Tatsächlich ist der Anteil der per Flugzeug importierten Lebensmittel gemessen am totalen Nahrungsmittelkonsum in der Schweiz gering. Das zeigen Daten des Bundesamts für Zoll und Grenzsicherheit (BAZG). So wurden 2021 rund 15’500 Tonnen Lebensmittel eingeflogen. Am häufigsten per Flugzeug transportiert wird frischer Fisch. Rund fünf Prozent des importierten Fischs gelangt via Luftverkehr in die Schweiz. Auch Gemüse und Obst wird in die Schweiz geflogen: 2021 waren es über 7000 Tonnen, das entspricht knapp einem Prozent aller Gemüse- und Früchteimporte. Beim Fleisch sieht es ähnlich aus. Der Anteil der per Flugzeug angelieferten Importware liegt bei rund zwei Prozent.
Kaum Flugtransporte bei den Detailhändlern
Die Zahlen des Bundes decken sich mit den Angaben der Detailhändler. So schreibt etwa die Migros auf Anfrage, dass 2021 der Anteil der Flugware «lediglich 0,33 Prozent der Gesamtabsatzmenge» ausgemacht habe und in der Tendenz Jahr für Jahr sinke. Zwar bleibe der Konsum eingeflogener Lebensmittel ziemlich konstant, doch die Migros prüfe regelmässig, «wo es Alternativen zum Flugtransport gibt, sei es durch eine alternative Herkunft oder Transportmöglichkeit». So werde beispielsweise Lamm aus Neuseeland vermehrt tiefgefroren per Schiff transportiert. Zudem kennzeichnet die Migros alle per Flugzeug transportierten Lebensmittel auf der Verpackung mit einem «By Air»-Aufkleber. Das macht auch Konkurrent Coop so. Denner und Lidl wiederum verzichten bei Gemüse und Früchten gänzlich auf Flugware.

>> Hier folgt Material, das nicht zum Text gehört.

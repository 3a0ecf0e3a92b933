//! Per-id mutual exclusion for repository operations.

use std::collections::HashSet;
use std::sync::{Condvar, Mutex, MutexGuard, PoisonError};

use tracing::trace;

use crate::types::PatchId;

/// Ids currently held by some operation.
#[derive(Debug, Default)]
pub struct IdLocks {
    held: Mutex<HashSet<String>>,
    released: Condvar,
}

impl IdLocks {
    pub fn new() -> Self {
        Self::default()
    }

    /// Block until every id is free, then hold them all.
    ///
    /// Ids are taken in sorted order so two callers locking overlapping
    /// sets cannot deadlock.
    pub fn lock<'a>(&'a self, ids: &[&PatchId]) -> IdGuard<'a> {
        let mut wanted: Vec<String> = ids.iter().map(|id| id.as_str().to_string()).collect();
        wanted.sort();
        wanted.dedup();

        let mut held = self.held_set();
        for id in &wanted {
            while held.contains(id) {
                trace!(patch_id = %id, "waiting for patch lock");
                held = self
                    .released
                    .wait(held)
                    .unwrap_or_else(PoisonError::into_inner);
            }
            held.insert(id.clone());
        }
        IdGuard {
            locks: self,
            ids: wanted,
        }
    }

    pub fn is_locked(&self, id: &PatchId) -> bool {
        self.held_set().contains(id.as_str())
    }

    fn held_set(&self) -> MutexGuard<'_, HashSet<String>> {
        self.held.lock().unwrap_or_else(PoisonError::into_inner)
    }
}

/// Releases its ids on drop.
#[derive(Debug)]
pub struct IdGuard<'a> {
    locks: &'a IdLocks,
    ids: Vec<String>,
}

impl Drop for IdGuard<'_> {
    fn drop(&mut self) {
        let mut held = self.locks.held_set();
        for id in &self.ids {
            held.remove(id);
        }
        drop(held);
        self.locks.released.notify_all();
    }
}

#[cfg(test)]
mod tests {
    use super::*;
    use std::sync::Arc;
    use std::sync::atomic::{AtomicUsize, Ordering};
    use std::thread;
    use std::time::Duration;

    #[test]
    fn guard_releases_on_drop() {
        let locks = IdLocks::new();
        let a = PatchId::new("a").unwrap();
        let b = PatchId::new("b").unwrap();
        {
            let _guard = locks.lock(&[&b, &a, &a]);
            assert!(locks.is_locked(&a));
            assert!(locks.is_locked(&b));
        }
        assert!(!locks.is_locked(&a));
        assert!(!locks.is_locked(&b));
    }

    #[test]
    fn same_id_is_serialized() {
        let locks = Arc::new(IdLocks::new());
        let inside = Arc::new(AtomicUsize::new(0));
        let handles: Vec<_> = (0..4)
            .map(|_| {
                let locks = Arc::clone(&locks);
                let inside = Arc::clone(&inside);
                thread::spawn(move || {
                    let id = PatchId::new("p1").unwrap();
                    let _guard = locks.lock(&[&id]);
                    assert_eq!(inside.fetch_add(1, Ordering::SeqCst), 0);
                    thread::sleep(Duration::from_millis(10));
                    inside.fetch_sub(1, Ordering::SeqCst);
                })
            })
            .collect();
        for handle in handles {
            handle.join().unwrap();
        }
    }
}
//! Parsing and trust verification of signed patch archives.

pub mod archive;
pub mod certificate;
pub mod error;
pub mod manifest;
pub mod package;
pub mod properties;
pub mod signature;
pub mod trust;
pub mod verify;

pub use certificate::{Certificate, CertificateChain};
pub use error::PackageError;
pub use package::{PATCH_PROPERTIES_ENTRY, PatchPackage, PatchProperty, parse};
pub use properties::Properties;
pub use trust::TrustedCertificates;
pub use verify::verify;

pub mod test_tools;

Diese freiwilligen Projekte der Detailhändler hat denn auch der Bundesrat in der Vergangenheit als Grund dafür angeführt, weshalb auf eine Transportdeklarationspflicht zu verzichten sei. «Zu prüfen» sei hingegen, ob künftig die «gesamte durch ein Produkt verursachte Umweltbelastung» angegeben werden soll.